Have always admired the visual detail that went into 'Foyle's War' and how high quality the production values are, with beautiful costumes, the evocative way the characters are made up, the look of the houses and cars, pretty locations and authentic-looking scenery. The music is in keeping with the mood and doesn't overpower the drama while still making an impact.

Writing is intelligent, sophisticated and thought-provoking, establishing Foyle's personality with so much depth already and providing some tense and heart-tugging moments. The story is complicated, with a lot of strands that requires full attention, but clever and from start to finish intriguing. It paces itself deliberately but with so much going on it's never once dull and the twists and turns that slowly unfold keep coming. All the conflicts and how the period is portrayed are handled beautifully and tastefully and there is a real sense that war itself is a central character (a real strength of 'Foyle's War' in general with "The Funk Hole" being one of the stronger examples).
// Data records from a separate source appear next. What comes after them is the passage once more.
//! IP-based geolocation
//!
//! Uses ip-api.com for IP geolocation with file-based caching.

use crate::constants::api::IP_API_URL;
use crate::constants::cache::{IP_LOCATION_CACHE_FILE, IP_LOCATION_TTL_SECS};
use crate::coord::Coordinates;
use crate::error::{Error, Result};
use crate::geo::{lookup_client, GeoLocation};
use serde::{Deserialize, Serialize};
use std::fs;
use std::path::PathBuf;
use std::time::SystemTime;
use tracing::debug;

/// IP location service with caching
#[derive(Debug)]
pub struct IpLocator {
    client: reqwest::Client,
    url: String,
    cache_path: Option<PathBuf>,
}

/// ip-api.com response
#[derive(Debug, Deserialize)]
struct IpApiResponse {
    status: String,
    lat: Option<f64>,
    lon: Option<f64>,
    city: Option<String>,
    #[serde(rename = "regionName")]
    region_name: Option<String>,
    country: Option<String>,
}

/// Cached location data
#[derive(Debug, Clone, Serialize, Deserialize)]
struct CachedLocation {
    location: GeoLocation,
    timestamp: u64,
}

fn now_secs() -> Option<u64> {
    SystemTime::now()
        .duration_since(SystemTime::UNIX_EPOCH)
        .ok()
        .map(|d| d.as_secs())
}

impl IpLocator {
    /// Create a new IP locator with default cache path
    pub fn new() -> Result<Self> {
        let cache_path = dirs::cache_dir()
            .map(|p| p.join(crate::config::defaults::APP_DIR_NAME).join(IP_LOCATION_CACHE_FILE));

        Ok(Self {
            client: lookup_client()?,
            url: IP_API_URL.to_string(),
            cache_path,
        })
    }

    /// Create an IP locator with a specific cache path
    pub fn with_cache_path(cache_path: PathBuf) -> Result<Self> {
        Ok(Self {
            cache_path: Some(cache_path),
            ..Self::new()?
        })
    }

    /// Create an IP locator without caching
    pub fn without_cache() -> Result<Self> {
        Ok(Self {
            cache_path: None,
            ..Self::new()?
        })
    }

    /// Point the locator at another lookup URL
    pub fn with_url(mut self, url: impl Into<String>) -> Self {
        self.url = url.into();
        self
    }

    /// Get current location based on IP address
    pub async fn locate(&self) -> Result<GeoLocation> {
        if let Some(cached) = self.load_cache() {
            debug!("using cached IP location");
            return Ok(cached);
        }

        let location = self.fetch_location().await?;
        self.save_cache(&location);

        Ok(location)
    }

    /// Fetch location from ip-api.com
    async fn fetch_location(&self) -> Result<GeoLocation> {
        let response = self
            .client
            .get(&self.url)
            .send()
            .await
            .map_err(|e| Error::Geo(format!("IP location request failed: {}", e)))?;

        if !response.status().is_success() {
            return Err(Error::Geo(format!(
                "IP location API returned status: {}",
                response.status()
            )));
        }

        let data: IpApiResponse = response
            .json()
            .await
            .map_err(|e| Error::Geo(format!("Failed to parse IP location response: {}", e)))?;

        if data.status != "success" {
            return Err(Error::Geo("IP location lookup failed".to_string()));
        }

        let lat = data
            .lat
            .ok_or_else(|| Error::Geo("No latitude in response".to_string()))?;
        let lng = data
            .lon
            .ok_or_else(|| Error::Geo("No longitude in response".to_string()))?;

        let display_name = [data.city, data.region_name, data.country]
            .into_iter()
            .flatten()
            .collect::<Vec<_>>()
            .join(", ");

        Ok(GeoLocation {
            coords: Coordinates::checked(lat, lng)?,
            display_name: if display_name.is_empty() {
                "Unknown Location".to_string()
            } else {
                display_name
            },
        })
    }

    /// Load cached location if still fresh
    fn load_cache(&self) -> Option<GeoLocation> {
        let cache_path = self.cache_path.as_ref()?;
        let content = fs::read_to_string(cache_path).ok()?;
        let cached: CachedLocation = serde_json::from_str(&content).ok()?;

        let age = now_secs()?.checked_sub(cached.timestamp)?;
        (age < IP_LOCATION_TTL_SECS).then_some(cached.location)
    }

    /// Save location to cache
    fn save_cache(&self, location: &GeoLocation) {
        let Some(cache_path) = &self.cache_path else {
            return;
        };

        if let Some(parent) = cache_path.parent() {
            let _ = fs::create_dir_all(parent);
        }

        let cached = CachedLocation {
            location: location.clone(),
            timestamp: now_secs().unwrap_or(0),
        };

        if let Ok(content) = serde_json::to_string_pretty(&cached) {
            let _ = fs::write(cache_path, content);
        }
    }

    /// Clear the cache
    pub fn clear_cache(&self) {
        if let Some(cache_path) = &self.cache_path {
            let _ = fs::remove_file(cache_path);
        }
    }

    /// Drop any cached location and look it up again
    pub async fn refresh(&self) -> Result<GeoLocation> {
        self.clear_cache();
        self.locate().await
    }
}
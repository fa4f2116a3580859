//! peak-finder CLI entry point
//!
//! Nearest mountain peak search - CLI + web API

use peak_finder::cli;

#[tokio::main]
async fn main() {
    if let Err(e) = cli::run().await {
        eprintln!("Error: {}", e);
        std::process::exit(1);
    }
}
//! Distance ranking of peak records
//!
//! Results are kept as a sorted list of (distance, record) pairs. Ties on
//! distance are broken by node id (records without an id last) and then by
//! name, so equal distances never displace each other.

use crate::coord::{haversine_distance, Coordinates};
use crate::peaks::PeakRecord;
use serde::{Deserialize, Serialize};
use std::cmp::Ordering;
use std::collections::HashSet;

/// A peak together with its distance from the search center
#[derive(Debug, Clone, PartialEq, Serialize, Deserialize)]
pub struct RankedPeak {
    pub distance_meters: f64,
    pub peak: PeakRecord,
}

/// Distance-sorted, size-bounded search output
#[derive(Debug, Clone, Default, PartialEq, Serialize, Deserialize)]
#[serde(transparent)]
pub struct RankedResult {
    peaks: Vec<RankedPeak>,
}

impl RankedResult {
    /// An empty result (nothing found within the search ceiling)
    pub fn empty() -> Self {
        Self::default()
    }

    /// Rank `records` by distance from `center`, keeping at most `max_results`
    ///
    /// Records sharing a node id are collapsed to the first occurrence.
    pub fn rank(center: Coordinates, records: Vec<PeakRecord>, max_results: usize) -> Self {
        let mut seen_ids = HashSet::new();
        let mut peaks: Vec<RankedPeak> = records
            .into_iter()
            .filter(|record| record.id.map_or(true, |id| seen_ids.insert(id)))
            .map(|peak| RankedPeak {
                distance_meters: haversine_distance(center, peak.coords),
                peak,
            })
            .collect();

        peaks.sort_by(compare_ranked);
        peaks.truncate(max_results);

        Self { peaks }
    }

    pub fn len(&self) -> usize {
        self.peaks.len()
    }

    pub fn is_empty(&self) -> bool {
        self.peaks.is_empty()
    }

    /// The closest peak, if any
    pub fn nearest(&self) -> Option<&RankedPeak> {
        self.peaks.first()
    }

    /// Peak at a zero-based rank
    pub fn get(&self, index: usize) -> Option<&RankedPeak> {
        self.peaks.get(index)
    }

    pub fn iter(&self) -> std::slice::Iter<'_, RankedPeak> {
        self.peaks.iter()
    }

    /// Distances in ranking order
    pub fn distances(&self) -> Vec<f64> {
        self.peaks.iter().map(|p| p.distance_meters).collect()
    }

    pub fn into_vec(self) -> Vec<RankedPeak> {
        self.peaks
    }
}

impl<'a> IntoIterator for &'a RankedResult {
    type Item = &'a RankedPeak;
    type IntoIter = std::slice::Iter<'a, RankedPeak>;

    fn into_iter(self) -> Self::IntoIter {
        self.peaks.iter()
    }
}

fn compare_ranked(a: &RankedPeak, b: &RankedPeak) -> Ordering {
    a.distance_meters
        .total_cmp(&b.distance_meters)
        .then_with(|| compare_ids(a.peak.id, b.peak.id))
        .then_with(|| a.peak.name.cmp(&b.peak.name))
}

fn compare_ids(a: Option<i64>, b: Option<i64>) -> Ordering {
    match (a, b) {
        (Some(x), Some(y)) => x.cmp(&y),
        (Some(_), None) => Ordering::Less,
        (None, Some(_)) => Ordering::Greater,
        (None, None) => Ordering::Equal,
    }
}

#[cfg(test)]
mod tests {
    use super::*;

    fn peak(id: i64, name: &str, lat: f64, lng: f64) -> PeakRecord {
        PeakRecord::new(Some(id), name, Coordinates::new(lat, lng))
    }

    #[test]
    fn test_rank_sorts_ascending() {
        let center = Coordinates::new(46.0, 8.0);
        let records = vec![
            peak(1, "Far", 46.3, 8.0),
            peak(2, "Near", 46.01, 8.0),
            peak(3, "Middle", 46.1, 8.0),
        ];

        let ranked = RankedResult::rank(center, records, 10);

        let names: Vec<&str> = ranked.iter().map(|r| r.peak.name.as_str()).collect();
        assert_eq!(names, vec!["Near", "Middle", "Far"]);
        assert_eq!(ranked.nearest().unwrap().peak.id, Some(2));
    }

    #[test]
    fn test_rank_truncates() {
        let center = Coordinates::new(0.0, 0.0);
        let records = (1..=8)
            .map(|i| peak(i, &format!("P{}", i), 0.0, i as f64 * 0.01))
            .collect();

        let ranked = RankedResult::rank(center, records, 5);

        assert_eq!(ranked.len(), 5);
        let distances = ranked.distances();
        assert!(distances.windows(2).all(|w| w[0] < w[1]));
        assert_eq!(ranked.get(4).unwrap().peak.name, "P5");
        assert!(ranked.get(5).is_none());
    }

    #[test]
    fn test_equal_distances_are_both_kept() {
        let center = Coordinates::new(0.0, 0.0);
        // Mirror images across the meridian are exactly equidistant
        let records = vec![peak(20, "East", 0.0, 0.05), peak(10, "West", 0.0, -0.05)];

        let ranked = RankedResult::rank(center, records, 5);

        assert_eq!(ranked.len(), 2);
        assert_eq!(ranked.distances()[0], ranked.distances()[1]);
        assert_eq!(ranked.get(0).unwrap().peak.name, "West");
        assert_eq!(ranked.get(1).unwrap().peak.name, "East");
    }

    #[test]
    fn test_missing_id_sorts_after_known_id_on_tie() {
        let center = Coordinates::new(0.0, 0.0);
        let records = vec![
            PeakRecord::new(None, "Anonymous", Coordinates::new(0.0, 0.05)),
            peak(7, "Known", 0.0, -0.05),
        ];

        let ranked = RankedResult::rank(center, records, 5);

        assert_eq!(ranked.get(0).unwrap().peak.name, "Known");
        assert_eq!(ranked.get(1).unwrap().peak.name, "Anonymous");
    }

    #[test]
    fn test_duplicate_ids_collapsed() {
        let center = Coordinates::new(0.0, 0.0);
        let records = vec![
            peak(5, "First", 0.0, 0.02),
            peak(5, "Second copy", 0.0, 0.01),
            PeakRecord::new(None, "No id", Coordinates::new(0.0, 0.03)),
            PeakRecord::new(None, "No id either", Coordinates::new(0.0, 0.04)),
        ];

        let ranked = RankedResult::rank(center, records, 10);

        assert_eq!(ranked.len(), 3);
        assert!(ranked.iter().any(|r| r.peak.name == "First"));
        assert!(!ranked.iter().any(|r| r.peak.name == "Second copy"));
    }

    #[test]
    fn test_empty() {
        let ranked = RankedResult::rank(Coordinates::new(0.0, 0.0), vec![], 5);
        assert!(ranked.is_empty());
        assert_eq!(ranked, RankedResult::empty());
        assert!(ranked.nearest().is_none());
    }

    #[test]
    fn test_serializes_as_list() {
        let center = Coordinates::new(0.0, 0.0);
        let ranked = RankedResult::rank(center, vec![peak(1, "A", 0.0, 0.01)], 5);
        let json = serde_json::to_value(&ranked).unwrap();
        assert!(json.is_array());
        assert_eq!(json[0]["peak"]["name"], "A");
    }
}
One thing that wasn't picked up by me but now is and admired hugely is the tackling of what was seen as truths but some really misconceptions and seeing British during the war in a new light. This was a bold move and dealt with a lot of honesty and tact. The background information is so well researched and is every bit as interesting as the mystery itself. The character tensions were also handled very well and added a lot of intrigue. Andrew is becoming more interesting with every episode.

Michael Kitchen is truly superb as Foyle, subtle, intensely determined, commanding and above all human. One of the most interesting television detectives there's ever been and Kitchen has rarely been better. Honeysuckle Weeks is charming and loyal, with some nice touches of subtle humour as ever, and Anthony Howell is wonderful. Julian Ovendon and his chemistry with Weeks gives the episode a lot of heart.

All the supporting cast, with the likes of Richard McCabe, Joanna David and Adrian Lukis, are hard to fault.